ENTRIES SUPPLIED
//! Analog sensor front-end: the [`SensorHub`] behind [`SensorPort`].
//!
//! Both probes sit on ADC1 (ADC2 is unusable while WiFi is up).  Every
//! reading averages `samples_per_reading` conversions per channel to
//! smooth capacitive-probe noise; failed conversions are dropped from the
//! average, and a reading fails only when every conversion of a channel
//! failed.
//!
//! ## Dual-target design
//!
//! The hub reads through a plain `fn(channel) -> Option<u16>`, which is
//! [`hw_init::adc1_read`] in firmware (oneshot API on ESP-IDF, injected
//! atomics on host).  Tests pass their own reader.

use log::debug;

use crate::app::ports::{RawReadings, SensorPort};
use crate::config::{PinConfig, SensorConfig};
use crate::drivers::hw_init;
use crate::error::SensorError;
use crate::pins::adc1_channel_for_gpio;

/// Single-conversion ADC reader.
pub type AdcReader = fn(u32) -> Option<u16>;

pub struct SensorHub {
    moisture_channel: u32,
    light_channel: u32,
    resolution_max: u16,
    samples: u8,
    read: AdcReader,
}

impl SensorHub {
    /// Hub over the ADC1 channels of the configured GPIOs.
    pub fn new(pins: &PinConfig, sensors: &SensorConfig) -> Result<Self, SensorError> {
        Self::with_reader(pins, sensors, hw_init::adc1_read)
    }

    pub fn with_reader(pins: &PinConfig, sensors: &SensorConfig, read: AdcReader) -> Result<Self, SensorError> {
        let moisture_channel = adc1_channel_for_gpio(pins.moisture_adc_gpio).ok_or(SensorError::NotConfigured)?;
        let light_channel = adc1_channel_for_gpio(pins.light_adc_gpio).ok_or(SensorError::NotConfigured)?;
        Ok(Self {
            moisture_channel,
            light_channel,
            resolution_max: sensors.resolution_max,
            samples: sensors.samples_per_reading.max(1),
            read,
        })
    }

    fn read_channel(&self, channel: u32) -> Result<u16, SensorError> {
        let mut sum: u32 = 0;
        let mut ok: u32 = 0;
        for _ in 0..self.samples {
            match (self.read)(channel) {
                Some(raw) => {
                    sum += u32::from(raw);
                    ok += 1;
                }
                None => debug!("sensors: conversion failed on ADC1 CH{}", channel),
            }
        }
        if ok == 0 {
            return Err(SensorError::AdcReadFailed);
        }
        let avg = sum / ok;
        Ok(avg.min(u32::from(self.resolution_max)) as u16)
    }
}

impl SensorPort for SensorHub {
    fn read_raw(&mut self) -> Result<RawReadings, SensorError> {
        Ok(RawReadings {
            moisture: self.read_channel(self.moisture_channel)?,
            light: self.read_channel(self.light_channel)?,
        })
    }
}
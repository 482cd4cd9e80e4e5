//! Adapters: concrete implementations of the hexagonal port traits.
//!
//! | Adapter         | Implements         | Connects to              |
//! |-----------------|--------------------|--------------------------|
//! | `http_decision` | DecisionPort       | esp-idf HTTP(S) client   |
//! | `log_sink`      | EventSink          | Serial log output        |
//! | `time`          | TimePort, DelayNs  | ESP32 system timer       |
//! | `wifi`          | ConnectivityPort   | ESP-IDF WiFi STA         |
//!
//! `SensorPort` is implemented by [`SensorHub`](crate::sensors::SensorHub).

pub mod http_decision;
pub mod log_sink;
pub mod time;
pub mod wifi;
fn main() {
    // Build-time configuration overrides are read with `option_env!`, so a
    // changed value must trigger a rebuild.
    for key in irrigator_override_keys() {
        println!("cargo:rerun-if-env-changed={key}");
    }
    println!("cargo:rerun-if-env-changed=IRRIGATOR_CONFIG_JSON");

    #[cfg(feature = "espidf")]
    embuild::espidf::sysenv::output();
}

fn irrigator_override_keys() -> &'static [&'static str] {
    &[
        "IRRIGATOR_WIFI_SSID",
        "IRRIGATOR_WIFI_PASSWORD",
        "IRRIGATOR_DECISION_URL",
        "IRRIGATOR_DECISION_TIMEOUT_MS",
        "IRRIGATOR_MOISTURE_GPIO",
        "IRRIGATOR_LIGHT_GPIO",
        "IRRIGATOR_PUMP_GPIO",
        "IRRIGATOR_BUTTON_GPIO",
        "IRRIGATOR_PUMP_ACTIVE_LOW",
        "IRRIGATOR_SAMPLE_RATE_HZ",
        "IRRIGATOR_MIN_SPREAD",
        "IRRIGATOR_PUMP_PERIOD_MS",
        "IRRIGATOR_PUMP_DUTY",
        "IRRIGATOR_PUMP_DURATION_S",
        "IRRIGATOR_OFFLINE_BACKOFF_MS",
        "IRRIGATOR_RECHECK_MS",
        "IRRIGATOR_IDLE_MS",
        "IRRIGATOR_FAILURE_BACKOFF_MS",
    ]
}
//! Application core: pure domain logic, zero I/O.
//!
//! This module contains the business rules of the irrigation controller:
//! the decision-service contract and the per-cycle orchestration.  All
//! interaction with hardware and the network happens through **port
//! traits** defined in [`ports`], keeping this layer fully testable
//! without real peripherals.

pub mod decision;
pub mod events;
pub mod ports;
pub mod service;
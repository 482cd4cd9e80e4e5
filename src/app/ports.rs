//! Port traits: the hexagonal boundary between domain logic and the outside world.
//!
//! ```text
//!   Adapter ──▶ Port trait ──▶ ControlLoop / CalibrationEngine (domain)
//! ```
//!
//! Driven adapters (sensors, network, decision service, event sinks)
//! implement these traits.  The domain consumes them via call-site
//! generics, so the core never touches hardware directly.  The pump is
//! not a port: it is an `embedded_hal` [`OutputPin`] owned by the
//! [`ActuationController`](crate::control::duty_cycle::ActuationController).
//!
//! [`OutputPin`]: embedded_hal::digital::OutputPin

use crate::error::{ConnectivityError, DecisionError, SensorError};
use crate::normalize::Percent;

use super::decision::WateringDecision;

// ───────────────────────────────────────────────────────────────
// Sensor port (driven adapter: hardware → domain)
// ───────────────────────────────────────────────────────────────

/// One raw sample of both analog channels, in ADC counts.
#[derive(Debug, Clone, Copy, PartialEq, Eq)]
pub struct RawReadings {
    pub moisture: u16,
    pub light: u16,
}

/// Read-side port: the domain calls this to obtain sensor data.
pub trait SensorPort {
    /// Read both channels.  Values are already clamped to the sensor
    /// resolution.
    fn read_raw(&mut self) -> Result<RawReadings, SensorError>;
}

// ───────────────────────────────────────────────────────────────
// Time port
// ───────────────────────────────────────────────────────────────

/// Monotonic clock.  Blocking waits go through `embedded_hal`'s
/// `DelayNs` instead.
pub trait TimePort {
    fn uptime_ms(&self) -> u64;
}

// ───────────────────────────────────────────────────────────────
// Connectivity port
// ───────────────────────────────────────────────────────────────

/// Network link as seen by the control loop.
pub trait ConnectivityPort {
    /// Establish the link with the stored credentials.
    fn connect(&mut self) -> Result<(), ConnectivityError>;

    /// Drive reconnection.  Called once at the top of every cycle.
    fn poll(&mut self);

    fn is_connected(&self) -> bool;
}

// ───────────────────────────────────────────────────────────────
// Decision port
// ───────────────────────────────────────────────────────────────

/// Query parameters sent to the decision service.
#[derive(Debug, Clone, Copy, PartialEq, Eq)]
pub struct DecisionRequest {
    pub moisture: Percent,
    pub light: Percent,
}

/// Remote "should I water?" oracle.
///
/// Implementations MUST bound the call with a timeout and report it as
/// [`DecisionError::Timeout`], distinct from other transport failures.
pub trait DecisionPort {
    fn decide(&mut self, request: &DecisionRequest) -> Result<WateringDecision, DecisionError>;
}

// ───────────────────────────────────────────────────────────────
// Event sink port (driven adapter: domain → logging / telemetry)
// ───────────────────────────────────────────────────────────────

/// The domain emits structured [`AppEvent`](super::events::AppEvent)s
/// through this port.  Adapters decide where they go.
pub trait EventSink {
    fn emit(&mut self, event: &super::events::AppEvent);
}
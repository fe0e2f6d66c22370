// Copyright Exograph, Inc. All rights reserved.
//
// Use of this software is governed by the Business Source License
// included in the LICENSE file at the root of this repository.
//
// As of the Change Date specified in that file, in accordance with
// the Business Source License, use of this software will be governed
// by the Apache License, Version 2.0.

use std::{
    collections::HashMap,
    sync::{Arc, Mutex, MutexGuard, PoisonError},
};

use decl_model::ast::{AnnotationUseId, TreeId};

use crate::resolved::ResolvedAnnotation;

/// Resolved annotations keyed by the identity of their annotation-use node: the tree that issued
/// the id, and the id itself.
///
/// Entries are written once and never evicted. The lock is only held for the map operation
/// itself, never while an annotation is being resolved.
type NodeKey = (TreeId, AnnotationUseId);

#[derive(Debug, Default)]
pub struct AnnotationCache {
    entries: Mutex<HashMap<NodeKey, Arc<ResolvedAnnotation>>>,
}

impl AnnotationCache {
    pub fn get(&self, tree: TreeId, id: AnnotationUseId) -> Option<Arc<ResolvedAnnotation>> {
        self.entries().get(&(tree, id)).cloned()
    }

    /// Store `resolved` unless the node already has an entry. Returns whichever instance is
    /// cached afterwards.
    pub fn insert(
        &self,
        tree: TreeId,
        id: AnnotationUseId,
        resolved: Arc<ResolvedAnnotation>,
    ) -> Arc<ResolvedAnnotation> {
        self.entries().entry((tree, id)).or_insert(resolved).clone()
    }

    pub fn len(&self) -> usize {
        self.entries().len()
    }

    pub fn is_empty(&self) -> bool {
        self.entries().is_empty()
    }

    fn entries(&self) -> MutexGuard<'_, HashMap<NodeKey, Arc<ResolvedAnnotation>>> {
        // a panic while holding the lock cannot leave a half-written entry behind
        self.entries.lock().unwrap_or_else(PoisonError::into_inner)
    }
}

EXERCISE REQUIREMENTS
Whichever lines of the records above hold the word "cargo" should all be copied out.

OUTPUT OF THE TASK
        println!("cargo:rerun-if-env-changed={key}");
    println!("cargo:rerun-if-env-changed=IRRIGATOR_CONFIG_JSON");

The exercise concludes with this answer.